Just in case you're not seeing the .env file, here is how it should look like:
APP_ENV=development
DB_PASSWORD=postgres
DB_HOST=user-postgres
DB_PORT=5432
DB_USER=postgres
DB_NAME=users
DB_SSL_MODE=disable
RABBITMQ_URL=amqp://guest:guest@user-rabbitmq:5672/
RABBITMQ_QUEUE_NAME=user_notifications
RABBITMQ_ENABLE_CONSUMER=false
To write a small microservice to manage Users. The service should be implemented in Go.

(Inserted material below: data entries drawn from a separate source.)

//! Writing datasets as CSV
//!
//! Rows are assembled into an Arrow record batch and written with the Arrow
//! CSV writer. Code lists are rendered as Python list literals, which is what
//! the downstream training code parses.

use std::fs::File;
use std::io::{BufWriter, Write};
use std::path::Path;
use std::sync::Arc;

use arrow::array::{ArrayRef, Float64Array, Int64Array, StringArray};
use arrow::csv::WriterBuilder;
use arrow::datatypes::{DataType, Field, Schema};
use arrow::record_batch::RecordBatch;
use chrono::NaiveDateTime;
use serde::Serialize;

use crate::error::{PrepError, Result};
use crate::models::{AdmissionRecord, AdmissionType, CodeSpace, NoteChunk};
use crate::utils::logging::log_operation_complete;

const TIMESTAMP_FORMAT: &str = "%Y-%m-%d %H:%M:%S";

/// Render codes as a Python list literal, e.g. `['D_4019', 'D_25000']`
#[must_use]
pub fn python_list_literal(codes: &[String]) -> String {
    let items = codes
        .iter()
        .map(|code| format!("'{}'", code.replace('\\', "\\\\").replace('\'', "\\'")))
        .collect::<Vec<_>>();
    format!("[{}]", items.join(", "))
}

fn format_timestamp(value: Option<NaiveDateTime>) -> Option<String> {
    value.map(|timestamp| timestamp.format(TIMESTAMP_FORMAT).to_string())
}

/// Column-wise view over admission records
struct RecordColumns<'a> {
    records: Vec<&'a AdmissionRecord>,
}

impl RecordColumns<'_> {
    fn int(&self, value: impl Fn(&AdmissionRecord) -> i64) -> ArrayRef {
        Arc::new(Int64Array::from_iter_values(
            self.records.iter().map(|record| value(record)),
        ))
    }

    fn float(&self, value: impl Fn(&AdmissionRecord) -> Option<f64>) -> ArrayRef {
        Arc::new(Float64Array::from(
            self.records.iter().map(|record| value(record)).collect::<Vec<_>>(),
        ))
    }

    fn timestamp(&self, value: impl Fn(&AdmissionRecord) -> Option<NaiveDateTime>) -> ArrayRef {
        Arc::new(StringArray::from(
            self.records
                .iter()
                .map(|record| format_timestamp(value(record)))
                .collect::<Vec<_>>(),
        ))
    }

    fn text(&self, value: impl Fn(&AdmissionRecord) -> Option<String>) -> ArrayRef {
        Arc::new(StringArray::from(
            self.records.iter().map(|record| value(record)).collect::<Vec<_>>(),
        ))
    }

    fn list(&self, value: impl Fn(&AdmissionRecord) -> Option<&[String]>) -> ArrayRef {
        self.text(|record| value(record).map(python_list_literal))
    }

    fn coded(&self, space: CodeSpace) -> (&'static str, ArrayRef) {
        let column = match space {
            CodeSpace::DiagnosisIcd | CodeSpace::DiagnosisHierarchy | CodeSpace::DiagnosisGroup => {
                self.list(|record| record.diagnoses.as_ref().map(|codes| codes.space(space)))
            }
            CodeSpace::ProcedureIcd
            | CodeSpace::ProcedureHierarchy
            | CodeSpace::ProcedureGroup => {
                self.list(|record| record.procedures.as_ref().map(|codes| codes.space(space)))
            }
        };
        (space.column_name(), column)
    }

    fn next_codes(&self) -> Vec<(&'static str, ArrayRef)> {
        vec![
            (
                "NEXT_SMALL_DIAG_ICD9",
                self.list(|record| record.next.diagnosis_hierarchy.as_deref()),
            ),
            (
                "NEXT_DIAG_CCS",
                self.list(|record| record.next.diagnosis_group.as_deref()),
            ),
            (
                "NEXT_SMALL_PROC_ICD9",
                self.list(|record| record.next.procedure_hierarchy.as_deref()),
            ),
            (
                "NEXT_PROC_CCS",
                self.list(|record| record.next.procedure_group.as_deref()),
            ),
            ("NEXT_CUI", self.list(|record| record.next.concepts.as_deref())),
        ]
    }

    fn medications(&self) -> Vec<(&'static str, ArrayRef)> {
        vec![
            (
                "NDC",
                self.list(|record| record.medications.as_ref().map(|meds| meds.codes.as_slice())),
            ),
            (
                "CUI",
                self.list(|record| {
                    record
                        .medications
                        .as_ref()
                        .map(|meds| meds.concepts.as_slice())
                }),
            ),
        ]
    }
}

fn batch_from_columns(columns: Vec<(&'static str, ArrayRef)>) -> Result<RecordBatch> {
    let fields = columns
        .iter()
        .map(|(name, array)| Field::new(*name, array.data_type().clone(), true))
        .collect::<Vec<_>>();
    let arrays = columns.into_iter().map(|(_, array)| array).collect();
    Ok(RecordBatch::try_new(Arc::new(Schema::new(fields)), arrays)?)
}

/// Build the chunk-level dataset batch
pub fn chunk_batch(chunks: &[NoteChunk]) -> Result<RecordBatch> {
    let view = RecordColumns {
        records: chunks.iter().map(|chunk| chunk.record.as_ref()).collect(),
    };

    let mut columns = vec![
        ("SUBJECT_ID", view.int(AdmissionRecord::subject_id)),
        ("HADM_ID", view.int(AdmissionRecord::hadm_id)),
        ("ADMITTIME", view.timestamp(|record| record.admission.admit_time)),
        (
            "DAYS_NEXT_ADMIT",
            view.float(|record| record.admission.days_to_next_admit),
        ),
        (
            "DAYS_PREV_ADMIT",
            view.float(|record| record.admission.days_since_prev_admit),
        ),
        ("DURATION", view.float(|record| record.admission.duration)),
        view.coded(CodeSpace::DiagnosisIcd),
        view.coded(CodeSpace::DiagnosisHierarchy),
        view.coded(CodeSpace::DiagnosisGroup),
        view.coded(CodeSpace::ProcedureIcd),
        view.coded(CodeSpace::ProcedureHierarchy),
        view.coded(CodeSpace::ProcedureGroup),
    ];
    columns.extend(view.medications());
    columns.push((
        "Label",
        Arc::new(Int64Array::from_iter_values(
            chunks.iter().map(|chunk| i64::from(chunk.label())),
        )) as ArrayRef,
    ));
    columns.push((
        "TEXT",
        Arc::new(StringArray::from_iter_values(
            chunks.iter().map(|chunk| chunk.text.as_str()),
        )) as ArrayRef,
    ));
    columns.extend(view.next_codes());

    batch_from_columns(columns)
}

/// Build the admission-level table batch
pub fn admission_batch(records: &[Arc<AdmissionRecord>]) -> Result<RecordBatch> {
    let view = RecordColumns {
        records: records.iter().map(AsRef::as_ref).collect(),
    };
    let admission_type = |value: Option<&AdmissionType>| {
        value.map(|admission_type| admission_type.as_str().to_string())
    };

    let mut columns = vec![
        ("SUBJECT_ID", view.int(AdmissionRecord::subject_id)),
        ("HADM_ID", view.int(AdmissionRecord::hadm_id)),
        ("ADMITTIME", view.timestamp(|record| record.admission.admit_time)),
        ("DISCHTIME", view.timestamp(|record| record.admission.discharge_time)),
        ("DEATHTIME", view.timestamp(|record| record.admission.death_time)),
        (
            "ADMISSION_TYPE",
            view.text(|record| admission_type(record.admission.admission_type.as_ref())),
        ),
        (
            "NEXT_ADMITTIME",
            view.timestamp(|record| record.admission.next_admit_time),
        ),
        (
            "NEXT_ADMISSION_TYPE",
            view.text(|record| admission_type(record.admission.next_admission_type.as_ref())),
        ),
        (
            "PREV_DISCHTIME",
            view.timestamp(|record| record.admission.prev_discharge_time),
        ),
        (
            "PREV_ADMISSION_TYPE",
            view.text(|record| admission_type(record.admission.prev_admission_type.as_ref())),
        ),
        (
            "DAYS_NEXT_ADMIT",
            view.float(|record| record.admission.days_to_next_admit),
        ),
        (
            "DAYS_PREV_ADMIT",
            view.float(|record| record.admission.days_since_prev_admit),
        ),
        (
            "OUTPUT_LABEL",
            view.int(|record| i64::from(record.admission.label())),
        ),
        ("DURATION", view.float(|record| record.admission.duration)),
        view.coded(CodeSpace::DiagnosisIcd),
        view.coded(CodeSpace::DiagnosisHierarchy),
        view.coded(CodeSpace::DiagnosisGroup),
        view.coded(CodeSpace::ProcedureIcd),
        view.coded(CodeSpace::ProcedureHierarchy),
        view.coded(CodeSpace::ProcedureGroup),
    ];
    columns.extend(view.medications());
    columns.extend(view.next_codes());

    batch_from_columns(columns)
}

fn write_batch(path: &Path, batch: &RecordBatch) -> Result<()> {
    let file = File::create(path).map_err(|e| PrepError::io_at(path, e))?;
    let mut writer = WriterBuilder::new()
        .with_header(true)
        .build(BufWriter::new(file));
    writer.write(batch)?;
    writer
        .into_inner()
        .flush()
        .map_err(|e| PrepError::io_at(path, e))?;

    log_operation_complete("wrote", path, batch.num_rows(), None);
    Ok(())
}

/// Write note chunks as one dataset CSV
pub fn write_chunk_table(path: &Path, chunks: &[NoteChunk]) -> Result<()> {
    write_batch(path, &chunk_batch(chunks)?)
}

/// Write the labeled admission table as CSV
pub fn write_admission_table(path: &Path, records: &[Arc<AdmissionRecord>]) -> Result<()> {
    write_batch(path, &admission_batch(records)?)
}

/// Write a value as pretty-printed JSON
pub fn write_json<T: Serialize>(path: &Path, value: &T) -> Result<()> {
    let file = File::create(path).map_err(|e| PrepError::io_at(path, e))?;
    let mut writer = BufWriter::new(file);
    serde_json::to_writer_pretty(&mut writer, value).map_err(|e| PrepError::json(path, e))?;
    writer.flush().map_err(|e| PrepError::io_at(path, e))
}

Requirements A user must be stored using the following schema:
Field | Value |
---|---|
ID | 26ef0140-c436-4838-a271-32652c72f6f2 |
First name | Alice |
Last name | Bob |
Nickname | AB123 |
Password (hashed) | supersecurepassword |
[email protected] | |
Country | UK |
Created at | 2024-07-15T07:25:55.32Z |
Updated at | 2024-07-15T07:25:55.32Z |
The service must allow you to:
- Add a new User
- Modify an existing User
- Remove a User
- Return a paginated list of Users, allowing for filtering by certain criteria (e.g. all Users with the country "UK")
The service must:
- Provide an HTTP or gRPC API
- Use a sensible storage mechanism for the Users
- Have the ability to notify other interested services of changes to User entities
- Have meaningful logs
- Be well documented - a good balance between meaningful code documentation and general documentation on your choices in a readme file
- Have a health check The service must NOT:
- Provide login or authentication functionality
Notes: It is up to you what technologies and patterns you use to implement these features, but you will be assessed on these choices and we expect you to be confident in explaining them. We encourage the use of local alternatives or stubs (for instance a database containerized and linked to your service through docker-compose). Some of the considerations we would like you to think about while implementing your solution are:
- How have you structured your application, and what implications does this have on future feature requests?
- How would your solution react in a distributed environment with high throughput traffic?
- How is your code following Go idioms?
- How would you expand the solution if you would have spent more time on it?